Contact: Martin Ashley

Sponsor: Department for Education and Skills

Philip Woods, Martin Ashley and Glenys Woods undertook a unique study of Steiner education between July 2004 to March 2005, funded by the Department for Education and Skills (DfES). The main purpose of the research was to inform Government policy concerning possible entry of Steiner schools into the state sector and to enhance co-operation and mutual learning between Steiner and mainstream schooling.

The study paid particularly close attention to Steiner school philosophy; curriculum provision; approach to assessment; pedagogy; special educational needs provision; leadership and management; parental involvement; and teachers and other teaching staff.  It also looked at the challenges presented by the idea of Steiner schools entering the Maintained sector, and produced recommendations concerning the extent to which, and how, these challenges could be overcome and collaboration and mutual learning between the two sectors facilitated.

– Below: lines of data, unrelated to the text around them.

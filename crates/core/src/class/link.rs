//! Base linking and member propagation

use std::sync::{Arc, Weak};

use parking_lot::RwLock;
use tracing::{debug, warn};

use super::members::{Member, Members};
use super::{Class, Descendant};
use crate::error::{MirrorError, MirrorResult};
use crate::identity::Scope;
use crate::method::Method;
use crate::property::Property;
use crate::registry;
use crate::upcast::Upcast;

/// Members that can be copied into an heir
pub(super) trait Inherit: Member + Sized {
    fn rehomed(&self, holder: Scope, upcast: &Upcast) -> Self;
}

impl Inherit for Property {
    fn rehomed(&self, holder: Scope, upcast: &Upcast) -> Self {
        self.rehome(holder, upcast)
    }
}

impl Inherit for Method {
    fn rehomed(&self, holder: Scope, upcast: &Upcast) -> Self {
        self.rehome(holder, upcast)
    }
}

/// Selects one of a class's member lists
pub(super) type ListOf<M> = fn(&Class) -> &RwLock<Members<M>>;

fn properties(class: &Class) -> &RwLock<Members<Property>> {
    &class.properties
}

fn methods(class: &Class) -> &RwLock<Members<Method>> {
    &class.methods
}

/// Link `base` (and, first, every ancestor of `base`) into `heir`
///
/// `upcast` adjusts `heir` objects to `base`.
pub(super) fn link_base(heir: &Arc<Class>, base: &Arc<Class>, upcast: Upcast) {
    heir.links.write().bases.push(Arc::downgrade(base));
    {
        let mut links = base.links.write();
        if !links.heirs.iter().any(|h| h.ptr_eq(&Arc::downgrade(heir))) {
            links.heirs.push(Arc::downgrade(heir));
        }
    }

    let ancestors: Vec<Weak<Class>> = base
        .links
        .read()
        .lineage
        .iter()
        .filter(|entry| entry.scope.identity != base.identity())
        .map(|entry| entry.class.clone())
        .collect();

    for ancestor in ancestors.iter().filter_map(Weak::upgrade) {
        let Some(to_ancestor) = ancestor.upcast_from(base.identity()) else {
            warn!(
                "{} lists {} in its lineage without an upcast",
                base.name(),
                ancestor.name()
            );
            continue;
        };
        link_one(heir, &ancestor, upcast.then(&to_ancestor));
    }
    link_one(heir, base, upcast);
}

fn link_one(heir: &Arc<Class>, ancestor: &Arc<Class>, upcast: Upcast) {
    {
        let mut links = ancestor.links.write();
        if links.descendants.iter().any(|d| d.identity == heir.identity()) {
            debug!(
                "{} already inherits {}; skipping repeated base",
                heir.name(),
                ancestor.name()
            );
            return;
        }
        links.descendants.push(Descendant {
            identity: heir.identity(),
            class: Arc::downgrade(heir),
            upcast: upcast.clone(),
        });
    }

    heir.links.write().lineage.push(super::LineageEntry {
        scope: ancestor.scope,
        class: Arc::downgrade(ancestor),
    });
    copy_declared(heir, ancestor, &upcast, properties);
    copy_declared(heir, ancestor, &upcast, methods);
}

fn copy_declared<M: Inherit>(heir: &Class, ancestor: &Class, upcast: &Upcast, list: ListOf<M>) {
    let declared = list(ancestor).read().declared_by(ancestor.identity());
    let mut target = list(heir).write();
    for member in declared {
        target.push(Arc::new(member.rehomed(heir.scope, upcast)));
    }
}

/// Append a class's own members after every inherited group and close its
/// lineage with itself
pub(super) fn seal(class: &Arc<Class>, own_properties: Vec<Property>, own_methods: Vec<Method>) {
    push_own(class, properties, own_properties);
    push_own(class, methods, own_methods);
    class.links.write().lineage.push(super::LineageEntry {
        scope: class.scope,
        class: Arc::downgrade(class),
    });
}

fn push_own<M: Inherit>(class: &Class, list: ListOf<M>, own: Vec<M>) {
    let mut target = list(class).write();
    for member in own {
        if target.declares(class.identity(), member.member_name()) {
            warn!(
                "Duplicate member {}.{} skipped",
                class.name(),
                member.member_name()
            );
            continue;
        }
        target.push(Arc::new(member));
    }
}

/// Declare a late member on `class`, then copy it into every descendant
/// registered so far
fn declare<M: Inherit>(class: &Class, list: ListOf<M>, member: Arc<M>) -> MirrorResult<()> {
    let _guard = registry::bootstrap_guard();

    {
        let mut own = list(class).write();
        if own.declares(class.identity(), member.member_name()) {
            return Err(MirrorError::DuplicateMember {
                class: class.name().to_string(),
                member: member.member_name().to_string(),
            });
        }
        own.push(member.clone());
    }

    let descendants: Vec<(Weak<Class>, Upcast)> = class
        .links
        .read()
        .descendants
        .iter()
        .map(|d| (d.class.clone(), d.upcast.clone()))
        .collect();

    for (heir, upcast) in descendants {
        let Some(heir) = heir.upgrade() else {
            continue;
        };
        let lineage = heir.lineage();
        let Some(group) = lineage.iter().position(|s| s.identity == class.identity()) else {
            warn!(
                "{} is a descendant of {} but not in its lineage",
                heir.name(),
                class.name()
            );
            continue;
        };
        let copy = Arc::new(member.rehomed(heir.scope, &upcast));
        list(&heir).write().insert_grouped(copy, &lineage, group);
        debug!(
            "Propagated {}.{} to {}",
            class.name(),
            member.member_name(),
            heir.name()
        );
    }
    Ok(())
}

pub(super) fn declare_property(class: &Class, property: Arc<Property>) -> MirrorResult<()> {
    declare(class, properties, property)
}

pub(super) fn declare_method(class: &Class, method: Arc<Method>) -> MirrorResult<()> {
    declare(class, methods, method)
}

This wide-ranging study included interviews with national representatives of Steiner education, a survey of 21 of the 23 Steiner schools in England, a survey of Steiner teachers and in-depth case studies of good practice at seven of the schools.  The study also encompassed a systematic literature review of published empirical research on Steiner school education.

The report  – Steiner Schools in England – was published on 30th June 2005 and attracted substantial interest on TV, national and local radio and in the print media. Copies of the full report (RR645) - priced £4.95 - are available by writing to DfES Publications, PO Box 5050, Sherwood Park, Annesley, Nottingham NG15 0DJ, UK (cheques payable to “DfES Priced Publications”). The Research Brief is available free of charge from the same address (tel: 0845 60 222 60).

A one-day national conference, Building Bridges, was hosted by UWE Bristol on 8 November 2005.  The conference was successful in its aim to open up new opportunities for dialogue and to facilitate sharing and exchange of good practice and ideas between Steiner and mainstream education. Participants included practitioners, academics and policy-makers in Steiner and mainstream education.